BENSo my question is, is there any -- is the bamboo, you know, one of the things that they talk about is that it only takes three to five years for them to regenerate this product. Is it any more environmentally friendly? Or does it just not really necessarily matter, even though it can be regenerated faster? Is that a better product or not?
PAGEBen, let me just ask you just -- before we answer your question, let me just ask you, would you pay a little more for flooring that you knew came from sustainable harvesting of forest?
BENWell, I mean, the honest answer, it depends at this point. I mean, it's -- obviously having this type of discussion and learning about this information gives me pause. But, you know, I guess, for me, there's kind of a difference between going to the farmers market and spending a couple bucks more for soap that you know is being sources locally or some other product versus spending, you know, $2,000 or $3,000 or $5,000 more for a floor. So...
PAGEYou know, Ben, that's a great point. We appreciate you being very straightforward about that. So let's go back to your original question. Bamboo flooring, is it a good option, Linda. Should Ben think about that?
WALKERIt's a great question. And the answer is, yes, it can be a great option, if you can make sure that it was sourced responsibly. I'm really glad you brought up the term rapidly renewable. It's a term that's often used and equated with sustainable when products are marketed. And just because something grows really fast doesn't mean it's automatically sustainable. I think about the kudzu vine in the southeast U.S. or your ailanthus trees that might be invading your yard, or even your bamboo that might be invading your backyard. So just because something grows fast doesn't mean that it's automatically sustainable.
WALKERMost of the bamboo flooring and products that are produced are coming from China, although there are other parts of the world where bamboo is grown in plantations. Some of those are grown pretty well and some of those are grown in areas that might be suffering from heavy chemical use or erosion. So I would say bamboo flooring, as well, is available as FSC certified. And I would ask the dealer if they can provide you with FSC certified flooring, which would maybe give you exactly the product you want with the assurance you want.
PAGEBut, you know, Ben made a very -- made -- gave a very honest answer, which was, he wants to do the right thing, but it depends a little bit on how big the differential in price is going to be.

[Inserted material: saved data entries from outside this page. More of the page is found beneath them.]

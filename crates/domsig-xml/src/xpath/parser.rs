#![forbid(unsafe_code)]

//! Recursive-descent parser producing the XPath expression tree.

use super::lexer::{NameToken, Token};
use domsig_core::Error;

#[derive(Debug, Clone, Copy, PartialEq, Eq)]
pub enum BinaryOp {
    Eq,
    Neq,
    Lt,
    Le,
    Gt,
    Ge,
    Add,
    Sub,
    Mul,
    Div,
    Mod,
}

#[derive(Debug, Clone, PartialEq)]
pub enum Expr {
    Or(Box<Expr>, Box<Expr>),
    And(Box<Expr>, Box<Expr>),
    Binary(BinaryOp, Box<Expr>, Box<Expr>),
    Neg(Box<Expr>),
    Union(Box<Expr>, Box<Expr>),
    Literal(String),
    Number(f64),
    Variable(String),
    Function(String, Vec<Expr>),
    Path(Path),
    /// A filter expression with predicates, optionally followed by a relative path.
    Filter {
        primary: Box<Expr>,
        predicates: Vec<Expr>,
        steps: Vec<Step>,
    },
}

#[derive(Debug, Clone, PartialEq)]
pub struct Path {
    pub absolute: bool,
    pub steps: Vec<Step>,
}

#[derive(Debug, Clone, PartialEq)]
pub struct Step {
    pub axis: Axis,
    pub test: NodeTest,
    pub predicates: Vec<Expr>,
}

#[derive(Debug, Clone, Copy, PartialEq, Eq)]
pub enum Axis {
    Ancestor,
    AncestorOrSelf,
    Attribute,
    Child,
    Descendant,
    DescendantOrSelf,
    Following,
    FollowingSibling,
    Namespace,
    Parent,
    Preceding,
    PrecedingSibling,
    SelfAxis,
}

impl Axis {
    fn from_name(name: &str) -> Result<Self, Error> {
        Ok(match name {
            "ancestor" => Axis::Ancestor,
            "ancestor-or-self" => Axis::AncestorOrSelf,
            "attribute" => Axis::Attribute,
            "child" => Axis::Child,
            "descendant" => Axis::Descendant,
            "descendant-or-self" => Axis::DescendantOrSelf,
            "following" => Axis::Following,
            "following-sibling" => Axis::FollowingSibling,
            "namespace" => Axis::Namespace,
            "parent" => Axis::Parent,
            "preceding" => Axis::Preceding,
            "preceding-sibling" => Axis::PrecedingSibling,
            "self" => Axis::SelfAxis,
            other => return Err(Error::XPath(format!("unknown axis: {other}"))),
        })
    }

    /// Reverse axes number their proximity positions backwards.
    pub fn is_reverse(self) -> bool {
        matches!(
            self,
            Axis::Ancestor | Axis::AncestorOrSelf | Axis::Preceding | Axis::PrecedingSibling
        )
    }
}

#[derive(Debug, Clone, PartialEq, Eq)]
pub enum NodeTest {
    Name(NameToken),
    Node,
    Text,
    Comment,
    ProcessingInstruction(Option<String>),
}

pub fn parse(tokens: Vec<Token>) -> Result<Expr, Error> {
    let mut parser = Parser { tokens, pos: 0 };
    let expr = parser.or_expr()?;
    if let Some(tok) = parser.peek() {
        return Err(Error::XPath(format!("unexpected token {tok:?}")));
    }
    Ok(expr)
}

struct Parser {
    tokens: Vec<Token>,
    pos: usize,
}

impl Parser {
    fn peek(&self) -> Option<&Token> {
        self.tokens.get(self.pos)
    }

    fn next(&mut self) -> Option<Token> {
        let tok = self.tokens.get(self.pos).cloned();
        if tok.is_some() {
            self.pos += 1;
        }
        tok
    }

    fn eat(&mut self, expected: &Token) -> bool {
        if self.peek() == Some(expected) {
            self.pos += 1;
            true
        } else {
            false
        }
    }

    fn expect(&mut self, expected: &Token) -> Result<(), Error> {
        if self.eat(expected) {
            Ok(())
        } else {
            Err(Error::XPath(format!(
                "expected {expected:?}, found {:?}",
                self.peek()
            )))
        }
    }

    fn or_expr(&mut self) -> Result<Expr, Error> {
        let mut left = self.and_expr()?;
        while self.eat(&Token::Or) {
            let right = self.and_expr()?;
            left = Expr::Or(Box::new(left), Box::new(right));
        }
        Ok(left)
    }

    fn and_expr(&mut self) -> Result<Expr, Error> {
        let mut left = self.equality_expr()?;
        while self.eat(&Token::And) {
            let right = self.equality_expr()?;
            left = Expr::And(Box::new(left), Box::new(right));
        }
        Ok(left)
    }

    fn equality_expr(&mut self) -> Result<Expr, Error> {
        let mut left = self.relational_expr()?;
        loop {
            let op = match self.peek() {
                Some(Token::Eq) => BinaryOp::Eq,
                Some(Token::Neq) => BinaryOp::Neq,
                _ => return Ok(left),
            };
            self.pos += 1;
            let right = self.relational_expr()?;
            left = Expr::Binary(op, Box::new(left), Box::new(right));
        }
    }

    fn relational_expr(&mut self) -> Result<Expr, Error> {
        let mut left = self.additive_expr()?;
        loop {
            let op = match self.peek() {
                Some(Token::Lt) => BinaryOp::Lt,
                Some(Token::Le) => BinaryOp::Le,
                Some(Token::Gt) => BinaryOp::Gt,
                Some(Token::Ge) => BinaryOp::Ge,
                _ => return Ok(left),
            };
            self.pos += 1;
            let right = self.additive_expr()?;
            left = Expr::Binary(op, Box::new(left), Box::new(right));
        }
    }

    fn additive_expr(&mut self) -> Result<Expr, Error> {
        let mut left = self.multiplicative_expr()?;
        loop {
            let op = match self.peek() {
                Some(Token::Plus) => BinaryOp::Add,
                Some(Token::Minus) => BinaryOp::Sub,
                _ => return Ok(left),
            };
            self.pos += 1;
            let right = self.multiplicative_expr()?;
            left = Expr::Binary(op, Box::new(left), Box::new(right));
        }
    }

    fn multiplicative_expr(&mut self) -> Result<Expr, Error> {
        let mut left = self.unary_expr()?;
        loop {
            let op = match self.peek() {
                Some(Token::Multiply) => BinaryOp::Mul,
                Some(Token::Div) => BinaryOp::Div,
                Some(Token::Mod) => BinaryOp::Mod,
                _ => return Ok(left),
            };
            self.pos += 1;
            let right = self.unary_expr()?;
            left = Expr::Binary(op, Box::new(left), Box::new(right));
        }
    }

    fn unary_expr(&mut self) -> Result<Expr, Error> {
        if self.eat(&Token::Minus) {
            let inner = self.unary_expr()?;
            return Ok(Expr::Neg(Box::new(inner)));
        }
        self.union_expr()
    }

    fn union_expr(&mut self) -> Result<Expr, Error> {
        let mut left = self.path_expr()?;
        while self.eat(&Token::Pipe) {
            let right = self.path_expr()?;
            left = Expr::Union(Box::new(left), Box::new(right));
        }
        Ok(left)
    }

    fn path_expr(&mut self) -> Result<Expr, Error> {
        let starts_filter = matches!(
            self.peek(),
            Some(
                Token::LParen
                    | Token::Literal(_)
                    | Token::Number(_)
                    | Token::Variable(_)
                    | Token::FunctionName(_)
            )
        );
        if !starts_filter {
            return self.location_path().map(Expr::Path);
        }

        let primary = self.primary_expr()?;
        let mut predicates = Vec::new();
        while self.peek() == Some(&Token::LBracket) {
            predicates.push(self.predicate()?);
        }
        let mut steps = Vec::new();
        loop {
            match self.peek() {
                Some(Token::Slash) => {
                    self.pos += 1;
                    steps.push(self.step()?);
                }
                Some(Token::DoubleSlash) => {
                    self.pos += 1;
                    steps.push(descendant_or_self_node());
                    steps.push(self.step()?);
                }
                _ => break,
            }
        }
        if predicates.is_empty() && steps.is_empty() {
            return Ok(primary);
        }
        Ok(Expr::Filter {
            primary: Box::new(primary),
            predicates,
            steps,
        })
    }

    fn primary_expr(&mut self) -> Result<Expr, Error> {
        match self.next() {
            Some(Token::LParen) => {
                let expr = self.or_expr()?;
                self.expect(&Token::RParen)?;
                Ok(expr)
            }
            Some(Token::Literal(s)) => Ok(Expr::Literal(s)),
            Some(Token::Number(n)) => Ok(Expr::Number(n)),
            Some(Token::Variable(v)) => Ok(Expr::Variable(v)),
            Some(Token::FunctionName(name)) => {
                self.expect(&Token::LParen)?;
                let mut args = Vec::new();
                if !self.eat(&Token::RParen) {
                    loop {
                        args.push(self.or_expr()?);
                        if self.eat(&Token::RParen) {
                            break;
                        }
                        self.expect(&Token::Comma)?;
                    }
                }
                Ok(Expr::Function(name, args))
            }
            other => Err(Error::XPath(format!("unexpected token {other:?}"))),
        }
    }

    fn location_path(&mut self) -> Result<Path, Error> {
        let mut steps = Vec::new();
        let absolute = match self.peek() {
            Some(Token::Slash) => {
                self.pos += 1;
                // A lone "/" selects the root node.
                if !self.starts_step() {
                    return Ok(Path {
                        absolute: true,
                        steps,
                    });
                }
                true
            }
            Some(Token::DoubleSlash) => {
                self.pos += 1;
                steps.push(descendant_or_self_node());
                true
            }
            _ => false,
        };

        steps.push(self.step()?);
        loop {
            match self.peek() {
                Some(Token::Slash) => {
                    self.pos += 1;
                    steps.push(self.step()?);
                }
                Some(Token::DoubleSlash) => {
                    self.pos += 1;
                    steps.push(descendant_or_self_node());
                    steps.push(self.step()?);
                }
                _ => break,
            }
        }
        Ok(Path { absolute, steps })
    }

    fn starts_step(&self) -> bool {
        matches!(
            self.peek(),
            Some(
                Token::Dot
                    | Token::DotDot
                    | Token::At
                    | Token::AxisName(_)
                    | Token::Name(_)
                    | Token::NodeType(_)
            )
        )
    }

    fn step(&mut self) -> Result<Step, Error> {
        match self.peek() {
            Some(Token::Dot) => {
                self.pos += 1;
                return Ok(Step {
                    axis: Axis::SelfAxis,
                    test: NodeTest::Node,
                    predicates: Vec::new(),
                });
            }
            Some(Token::DotDot) => {
                self.pos += 1;
                return Ok(Step {
                    axis: Axis::Parent,
                    test: NodeTest::Node,
                    predicates: Vec::new(),
                });
            }
            _ => {}
        }

        let axis = match self.peek() {
            Some(Token::At) => {
                self.pos += 1;
                Axis::Attribute
            }
            Some(Token::AxisName(name)) => {
                let axis = Axis::from_name(name)?;
                self.pos += 1;
                self.expect(&Token::ColonColon)?;
                axis
            }
            _ => Axis::Child,
        };

        let test = match self.next() {
            Some(Token::Name(name)) => NodeTest::Name(name),
            Some(Token::NodeType(kind)) => {
                self.expect(&Token::LParen)?;
                let test = match kind.as_str() {
                    "node" => NodeTest::Node,
                    "text" => NodeTest::Text,
                    "comment" => NodeTest::Comment,
                    _ => {
                        let target = match self.peek() {
                            Some(Token::Literal(s)) => {
                                let s = s.clone();
                                self.pos += 1;
                                Some(s)
                            }
                            _ => None,
                        };
                        NodeTest::ProcessingInstruction(target)
                    }
                };
                self.expect(&Token::RParen)?;
                test
            }
            other => return Err(Error::XPath(format!("expected node test, found {other:?}"))),
        };

        let mut predicates = Vec::new();
        while self.peek() == Some(&Token::LBracket) {
            predicates.push(self.predicate()?);
        }
        Ok(Step {
            axis,
            test,
            predicates,
        })
    }

    fn predicate(&mut self) -> Result<Expr, Error> {
        self.expect(&Token::LBracket)?;
        let expr = self.or_expr()?;
        self.expect(&Token::RBracket)?;
        Ok(expr)
    }
}

fn descendant_or_self_node() -> Step {
    Step {
        axis: Axis::DescendantOrSelf,
        test: NodeTest::Node,
        predicates: Vec::new(),
    }
}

SQUIRESWell, and this is an issue the industry has been concerned about with FSC. And I do want to emphasize, FSC isn't the only certification program out there. PEFC is another certification umbrella. And there are a lot of national programs that are certified under the PEFC label, including SFI, which is the United States' program under PEFC. But, you know, it is a big issue. And a lot of my members will be FSC Chain-of-Custody certified -- they will offer it -- and are often frustrated because they'll be asked quotes for both the FSC and the non-FSC and, you know, they usually choose the non-FSC. And sometimes, if...
PAGEIf it's cheaper.
SQUIRES...if it's cheaper. And sometimes it's the same wood. And that sounds a little odd, but FSC, the way it works is there's a fee that attaches every step along the way in the supply chain. And if you utilize the FSC claims, then you have to pay essentially a royalty to do that.

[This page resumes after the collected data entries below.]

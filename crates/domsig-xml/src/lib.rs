#![forbid(unsafe_code)]

//! XML document support for the domsig XML Signature engine.
//!
//! Everything here works on top of `roxmltree`: a per-document ID registry,
//! node-sets over tree nodes, a self-contained XPath 1.0 evaluator and a
//! small `quick-xml` backed writer used for marshalling.

pub mod document;
pub mod nodeset;
pub mod writer;
pub mod xpath;

pub use document::IdRegistry;
pub use nodeset::NodeSet;
pub use writer::XmlWriter;

use domsig_core::Error;

/// Return roxmltree parsing options that allow DTD.
///
/// roxmltree never fetches external entities, so internal subsets are safe
/// to accept and some signed documents carry one.
pub fn parsing_options() -> roxmltree::ParsingOptions {
    roxmltree::ParsingOptions {
        allow_dtd: true,
        ..roxmltree::ParsingOptions::default()
    }
}

/// Parse `text` with [`parsing_options`].
pub fn parse(text: &str) -> Result<roxmltree::Document<'_>, Error> {
    roxmltree::Document::parse_with_options(text, parsing_options())
        .map_err(|e| Error::XmlParse(e.to_string()))
}

/// Parse raw bytes as UTF-8 XML into an owned string.
pub fn bytes_to_xml_text(data: &[u8]) -> Result<String, Error> {
    let text = std::str::from_utf8(data)
        .map_err(|e| Error::XmlParse(format!("invalid UTF-8: {e}")))?;
    parse(text)?;
    Ok(text.to_owned())
}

PAGEWe're going to take a short break. And when we come back, we're going to go back to the phones and take your calls and questions, we're going to read your emails. Our toll free number, 1-800-433-8850. Or email@example.com. Stay with us.
PAGEWelcome back. I'm Susan Page of USA Today, sitting in for Diane Rehm. We're talking this hour about illegal logging. The impact it has on our environment, on the habitats for endangered species. Joining us from Seattle is Brad Kahn, who's from the Forest Stewardship Council. And here in the studio with me is Linda Walker from the World Wildlife Fund, Cinda -- Cindy Squires from the International Wood Products Association and Sasha von Bismarck from the Environmental Investigation Agency.
PAGEWe've been taking your calls and questions. You can give us a call at 1-800-433-8850. You know, we have a couple emails from consumers who are looking for some help. Here's one from Jan. "Planting trees for the future is the trademark on the Scotty's tissue box. Is that a helpful guide to buying?" Is that -- does that indicate anything that would be good for consumers to know?
BISMARCKWell, I think in this case, and generally, consumers need help. And, you know, any, I think, specific advertising slogan on any product is not the thing to look for. I think the challenge is that even the certification scheme -- Cindy brought up some others out there -- it is challenging because, you know, how do you know what is actually happening on the ground? And that is why we need some laws, some -- create a level playing field so that consumers have help, that when they see some of these statements that they are actually being followed on the ground. So there's not a pat answer for that one.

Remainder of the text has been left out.